TASK: Copy, from the material below, every line in which the word "derive" can be found.

..........

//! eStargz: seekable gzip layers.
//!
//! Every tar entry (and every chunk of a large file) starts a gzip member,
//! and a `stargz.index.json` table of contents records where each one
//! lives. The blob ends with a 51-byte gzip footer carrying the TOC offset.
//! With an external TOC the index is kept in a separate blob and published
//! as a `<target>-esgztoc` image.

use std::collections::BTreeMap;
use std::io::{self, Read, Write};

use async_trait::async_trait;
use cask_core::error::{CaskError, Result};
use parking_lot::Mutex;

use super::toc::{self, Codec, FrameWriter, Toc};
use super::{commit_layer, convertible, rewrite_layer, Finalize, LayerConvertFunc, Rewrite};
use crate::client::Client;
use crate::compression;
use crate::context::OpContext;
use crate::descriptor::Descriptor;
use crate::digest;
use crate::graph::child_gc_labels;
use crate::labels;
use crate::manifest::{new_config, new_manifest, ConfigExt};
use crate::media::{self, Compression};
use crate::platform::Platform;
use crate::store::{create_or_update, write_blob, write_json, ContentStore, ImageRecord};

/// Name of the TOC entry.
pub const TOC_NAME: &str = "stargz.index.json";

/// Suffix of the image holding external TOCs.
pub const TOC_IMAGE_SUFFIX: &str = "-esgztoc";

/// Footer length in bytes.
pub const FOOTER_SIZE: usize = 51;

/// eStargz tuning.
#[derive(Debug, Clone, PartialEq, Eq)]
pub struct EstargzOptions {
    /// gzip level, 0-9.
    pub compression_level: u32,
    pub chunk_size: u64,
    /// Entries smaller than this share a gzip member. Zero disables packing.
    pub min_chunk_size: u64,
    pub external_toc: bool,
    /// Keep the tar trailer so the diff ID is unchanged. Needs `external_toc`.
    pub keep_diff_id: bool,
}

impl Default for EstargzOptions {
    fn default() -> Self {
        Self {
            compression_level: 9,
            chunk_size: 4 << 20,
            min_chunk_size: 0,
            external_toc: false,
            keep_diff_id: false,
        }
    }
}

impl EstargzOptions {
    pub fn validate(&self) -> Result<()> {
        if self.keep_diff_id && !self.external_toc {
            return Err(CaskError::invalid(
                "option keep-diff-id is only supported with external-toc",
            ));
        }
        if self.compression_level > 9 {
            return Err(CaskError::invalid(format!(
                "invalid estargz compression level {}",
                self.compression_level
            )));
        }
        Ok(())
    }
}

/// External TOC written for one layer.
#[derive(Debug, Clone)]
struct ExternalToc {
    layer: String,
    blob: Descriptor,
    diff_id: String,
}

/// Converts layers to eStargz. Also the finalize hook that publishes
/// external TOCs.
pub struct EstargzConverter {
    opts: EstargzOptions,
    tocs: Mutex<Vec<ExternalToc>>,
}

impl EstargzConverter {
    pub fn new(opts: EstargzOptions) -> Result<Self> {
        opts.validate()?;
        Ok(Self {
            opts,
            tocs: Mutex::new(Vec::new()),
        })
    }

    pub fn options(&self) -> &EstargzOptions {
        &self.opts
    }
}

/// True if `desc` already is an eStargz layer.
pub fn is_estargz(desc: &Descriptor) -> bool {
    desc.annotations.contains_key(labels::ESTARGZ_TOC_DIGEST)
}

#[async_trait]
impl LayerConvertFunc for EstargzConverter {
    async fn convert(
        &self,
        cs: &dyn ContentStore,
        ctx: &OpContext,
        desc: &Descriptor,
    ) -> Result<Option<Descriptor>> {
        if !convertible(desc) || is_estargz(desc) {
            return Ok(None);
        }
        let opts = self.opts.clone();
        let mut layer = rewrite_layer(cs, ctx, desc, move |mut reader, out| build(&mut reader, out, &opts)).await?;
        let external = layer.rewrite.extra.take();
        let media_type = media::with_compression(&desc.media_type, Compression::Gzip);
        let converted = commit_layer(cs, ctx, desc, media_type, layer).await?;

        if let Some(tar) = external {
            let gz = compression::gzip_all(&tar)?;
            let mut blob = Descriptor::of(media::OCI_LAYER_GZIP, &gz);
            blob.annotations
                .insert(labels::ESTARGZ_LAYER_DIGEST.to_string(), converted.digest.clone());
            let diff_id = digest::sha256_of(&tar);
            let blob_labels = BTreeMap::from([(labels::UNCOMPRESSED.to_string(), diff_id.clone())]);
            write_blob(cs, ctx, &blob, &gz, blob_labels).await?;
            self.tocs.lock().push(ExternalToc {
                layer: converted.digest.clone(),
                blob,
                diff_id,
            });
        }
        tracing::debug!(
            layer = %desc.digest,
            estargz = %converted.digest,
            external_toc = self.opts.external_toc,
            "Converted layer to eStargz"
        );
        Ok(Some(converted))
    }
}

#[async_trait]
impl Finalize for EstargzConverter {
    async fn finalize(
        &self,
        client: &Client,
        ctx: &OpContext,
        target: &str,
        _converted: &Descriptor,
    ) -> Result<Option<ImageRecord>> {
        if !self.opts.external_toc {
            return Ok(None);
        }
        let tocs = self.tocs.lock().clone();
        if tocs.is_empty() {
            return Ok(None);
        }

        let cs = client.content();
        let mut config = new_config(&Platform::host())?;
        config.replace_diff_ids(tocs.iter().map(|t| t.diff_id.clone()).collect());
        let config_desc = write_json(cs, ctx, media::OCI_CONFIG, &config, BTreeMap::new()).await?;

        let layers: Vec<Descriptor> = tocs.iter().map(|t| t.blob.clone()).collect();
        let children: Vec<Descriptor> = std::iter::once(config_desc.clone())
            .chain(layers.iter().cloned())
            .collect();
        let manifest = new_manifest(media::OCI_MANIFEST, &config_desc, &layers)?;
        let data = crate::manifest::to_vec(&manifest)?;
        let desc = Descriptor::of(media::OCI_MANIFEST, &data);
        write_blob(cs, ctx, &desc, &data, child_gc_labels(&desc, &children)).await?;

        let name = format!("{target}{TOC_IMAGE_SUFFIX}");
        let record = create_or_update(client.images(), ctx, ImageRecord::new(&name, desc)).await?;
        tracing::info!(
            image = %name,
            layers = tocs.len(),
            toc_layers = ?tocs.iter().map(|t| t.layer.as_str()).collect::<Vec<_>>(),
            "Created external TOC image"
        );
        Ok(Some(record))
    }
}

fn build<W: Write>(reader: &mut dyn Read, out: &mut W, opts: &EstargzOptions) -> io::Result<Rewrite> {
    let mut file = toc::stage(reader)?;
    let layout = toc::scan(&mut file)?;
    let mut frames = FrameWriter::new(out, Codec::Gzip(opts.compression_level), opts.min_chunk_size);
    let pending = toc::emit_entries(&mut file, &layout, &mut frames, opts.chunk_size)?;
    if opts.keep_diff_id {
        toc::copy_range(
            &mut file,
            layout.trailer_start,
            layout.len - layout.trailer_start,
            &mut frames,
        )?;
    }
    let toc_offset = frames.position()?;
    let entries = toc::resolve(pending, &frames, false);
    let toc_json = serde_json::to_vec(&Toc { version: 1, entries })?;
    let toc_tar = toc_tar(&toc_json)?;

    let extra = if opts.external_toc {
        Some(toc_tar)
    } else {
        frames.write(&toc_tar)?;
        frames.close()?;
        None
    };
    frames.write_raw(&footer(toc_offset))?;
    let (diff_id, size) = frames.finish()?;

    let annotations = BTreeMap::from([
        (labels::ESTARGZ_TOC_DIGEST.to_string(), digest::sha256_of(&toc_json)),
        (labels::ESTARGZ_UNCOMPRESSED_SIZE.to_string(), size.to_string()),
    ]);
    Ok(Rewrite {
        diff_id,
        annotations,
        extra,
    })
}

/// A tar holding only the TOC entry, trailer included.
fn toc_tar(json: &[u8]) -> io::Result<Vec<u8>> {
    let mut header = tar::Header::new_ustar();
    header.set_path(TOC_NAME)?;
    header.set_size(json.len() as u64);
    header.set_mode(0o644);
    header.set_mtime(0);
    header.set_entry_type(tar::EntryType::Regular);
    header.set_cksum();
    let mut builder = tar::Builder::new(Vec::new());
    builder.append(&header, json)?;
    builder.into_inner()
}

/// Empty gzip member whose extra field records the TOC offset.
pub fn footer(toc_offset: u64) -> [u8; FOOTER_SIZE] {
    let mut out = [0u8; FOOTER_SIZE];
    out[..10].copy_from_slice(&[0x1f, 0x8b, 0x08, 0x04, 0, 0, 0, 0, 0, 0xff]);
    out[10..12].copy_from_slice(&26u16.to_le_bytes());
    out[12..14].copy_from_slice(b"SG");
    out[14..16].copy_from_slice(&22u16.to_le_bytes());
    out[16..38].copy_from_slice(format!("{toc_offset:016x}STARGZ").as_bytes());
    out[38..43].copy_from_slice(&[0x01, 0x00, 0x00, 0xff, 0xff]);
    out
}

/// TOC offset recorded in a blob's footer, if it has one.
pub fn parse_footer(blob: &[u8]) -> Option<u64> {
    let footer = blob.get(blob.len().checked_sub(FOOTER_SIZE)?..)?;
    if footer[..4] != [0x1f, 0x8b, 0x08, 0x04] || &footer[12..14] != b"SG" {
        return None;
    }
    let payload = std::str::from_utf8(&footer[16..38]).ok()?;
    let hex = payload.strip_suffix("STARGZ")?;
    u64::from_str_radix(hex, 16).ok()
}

..........

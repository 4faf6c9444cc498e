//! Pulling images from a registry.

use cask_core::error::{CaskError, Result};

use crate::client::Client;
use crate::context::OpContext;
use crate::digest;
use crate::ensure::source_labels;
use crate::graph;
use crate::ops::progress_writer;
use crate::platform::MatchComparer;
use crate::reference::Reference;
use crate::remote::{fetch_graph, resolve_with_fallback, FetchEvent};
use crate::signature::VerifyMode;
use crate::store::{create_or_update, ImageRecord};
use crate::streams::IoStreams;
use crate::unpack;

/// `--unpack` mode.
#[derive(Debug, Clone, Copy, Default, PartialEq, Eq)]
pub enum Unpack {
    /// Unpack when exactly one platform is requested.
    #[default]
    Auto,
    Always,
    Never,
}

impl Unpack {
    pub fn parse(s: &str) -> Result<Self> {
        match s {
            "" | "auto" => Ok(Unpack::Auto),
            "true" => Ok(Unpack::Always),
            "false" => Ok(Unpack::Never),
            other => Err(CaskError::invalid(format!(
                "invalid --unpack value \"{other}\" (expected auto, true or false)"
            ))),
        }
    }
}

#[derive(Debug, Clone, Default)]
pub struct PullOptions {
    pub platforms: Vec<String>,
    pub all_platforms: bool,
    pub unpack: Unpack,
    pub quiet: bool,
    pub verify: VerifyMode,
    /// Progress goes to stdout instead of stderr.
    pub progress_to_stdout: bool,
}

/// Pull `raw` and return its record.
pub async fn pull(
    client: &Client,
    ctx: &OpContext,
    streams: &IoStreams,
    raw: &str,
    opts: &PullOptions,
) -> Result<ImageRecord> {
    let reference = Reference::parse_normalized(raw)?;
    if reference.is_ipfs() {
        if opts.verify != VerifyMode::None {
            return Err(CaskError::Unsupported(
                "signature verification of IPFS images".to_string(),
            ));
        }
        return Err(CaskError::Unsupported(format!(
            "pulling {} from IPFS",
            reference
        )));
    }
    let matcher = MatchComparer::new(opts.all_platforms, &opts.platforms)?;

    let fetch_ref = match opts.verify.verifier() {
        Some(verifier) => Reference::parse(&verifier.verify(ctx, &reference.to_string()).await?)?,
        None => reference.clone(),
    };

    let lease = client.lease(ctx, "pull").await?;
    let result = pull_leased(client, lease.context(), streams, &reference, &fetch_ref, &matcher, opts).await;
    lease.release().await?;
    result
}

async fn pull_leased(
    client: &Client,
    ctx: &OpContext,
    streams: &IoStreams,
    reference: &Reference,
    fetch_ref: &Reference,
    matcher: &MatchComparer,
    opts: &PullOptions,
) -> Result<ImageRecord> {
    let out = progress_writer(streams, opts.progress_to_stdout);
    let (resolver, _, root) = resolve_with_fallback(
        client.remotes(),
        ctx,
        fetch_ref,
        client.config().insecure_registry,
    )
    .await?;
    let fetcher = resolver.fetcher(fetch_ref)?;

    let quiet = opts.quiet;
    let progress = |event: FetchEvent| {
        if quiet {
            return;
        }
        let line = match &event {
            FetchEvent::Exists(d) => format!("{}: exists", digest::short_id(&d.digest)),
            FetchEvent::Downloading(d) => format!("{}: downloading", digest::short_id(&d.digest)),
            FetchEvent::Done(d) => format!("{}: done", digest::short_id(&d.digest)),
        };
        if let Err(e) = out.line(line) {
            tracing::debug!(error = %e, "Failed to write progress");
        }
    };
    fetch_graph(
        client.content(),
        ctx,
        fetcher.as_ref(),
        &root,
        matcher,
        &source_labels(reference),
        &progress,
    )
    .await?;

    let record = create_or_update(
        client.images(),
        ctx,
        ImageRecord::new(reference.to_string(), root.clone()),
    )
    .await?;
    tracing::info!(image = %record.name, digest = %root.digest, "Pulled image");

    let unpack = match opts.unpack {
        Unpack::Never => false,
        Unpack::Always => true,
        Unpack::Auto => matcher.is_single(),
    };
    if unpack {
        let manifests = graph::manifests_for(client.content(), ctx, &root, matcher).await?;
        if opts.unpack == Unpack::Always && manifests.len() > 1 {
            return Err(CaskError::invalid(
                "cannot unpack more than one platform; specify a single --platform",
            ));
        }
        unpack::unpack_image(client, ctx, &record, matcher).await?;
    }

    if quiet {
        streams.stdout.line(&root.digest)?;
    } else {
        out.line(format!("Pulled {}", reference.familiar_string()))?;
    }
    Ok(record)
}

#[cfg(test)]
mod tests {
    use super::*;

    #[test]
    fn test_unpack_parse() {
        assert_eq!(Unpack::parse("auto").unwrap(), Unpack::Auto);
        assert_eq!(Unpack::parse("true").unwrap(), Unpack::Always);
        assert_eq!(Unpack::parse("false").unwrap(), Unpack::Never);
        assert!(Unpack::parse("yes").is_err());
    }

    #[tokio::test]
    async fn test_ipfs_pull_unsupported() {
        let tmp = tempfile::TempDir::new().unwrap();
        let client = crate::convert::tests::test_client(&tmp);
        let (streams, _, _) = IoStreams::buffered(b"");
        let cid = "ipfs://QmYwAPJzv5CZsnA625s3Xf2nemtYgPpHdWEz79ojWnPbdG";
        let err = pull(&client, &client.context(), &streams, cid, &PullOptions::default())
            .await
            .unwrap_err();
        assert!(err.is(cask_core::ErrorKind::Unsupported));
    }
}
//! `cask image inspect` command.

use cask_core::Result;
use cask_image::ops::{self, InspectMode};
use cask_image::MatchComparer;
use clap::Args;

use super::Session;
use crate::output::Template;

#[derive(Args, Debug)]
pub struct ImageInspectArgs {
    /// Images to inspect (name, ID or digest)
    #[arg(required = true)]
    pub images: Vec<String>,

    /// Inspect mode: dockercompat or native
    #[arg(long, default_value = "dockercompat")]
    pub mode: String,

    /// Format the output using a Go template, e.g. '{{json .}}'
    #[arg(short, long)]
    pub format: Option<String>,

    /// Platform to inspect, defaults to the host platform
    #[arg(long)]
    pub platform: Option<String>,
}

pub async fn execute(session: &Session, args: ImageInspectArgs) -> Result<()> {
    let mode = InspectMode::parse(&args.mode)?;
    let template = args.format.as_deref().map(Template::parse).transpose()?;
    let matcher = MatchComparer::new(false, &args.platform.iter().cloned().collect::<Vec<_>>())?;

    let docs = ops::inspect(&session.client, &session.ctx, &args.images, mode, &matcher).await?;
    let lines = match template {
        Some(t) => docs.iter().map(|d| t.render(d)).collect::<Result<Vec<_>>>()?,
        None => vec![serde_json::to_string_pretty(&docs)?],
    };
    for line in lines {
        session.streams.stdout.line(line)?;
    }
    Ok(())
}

..........

RESULT OF THIS EXERCISE:
#[derive(Debug, Clone, PartialEq, Eq)]
#[derive(Debug, Clone)]
#[derive(Debug, Clone, Copy, Default, PartialEq, Eq)]
#[derive(Debug, Clone, Default)]
#[derive(Args, Debug)]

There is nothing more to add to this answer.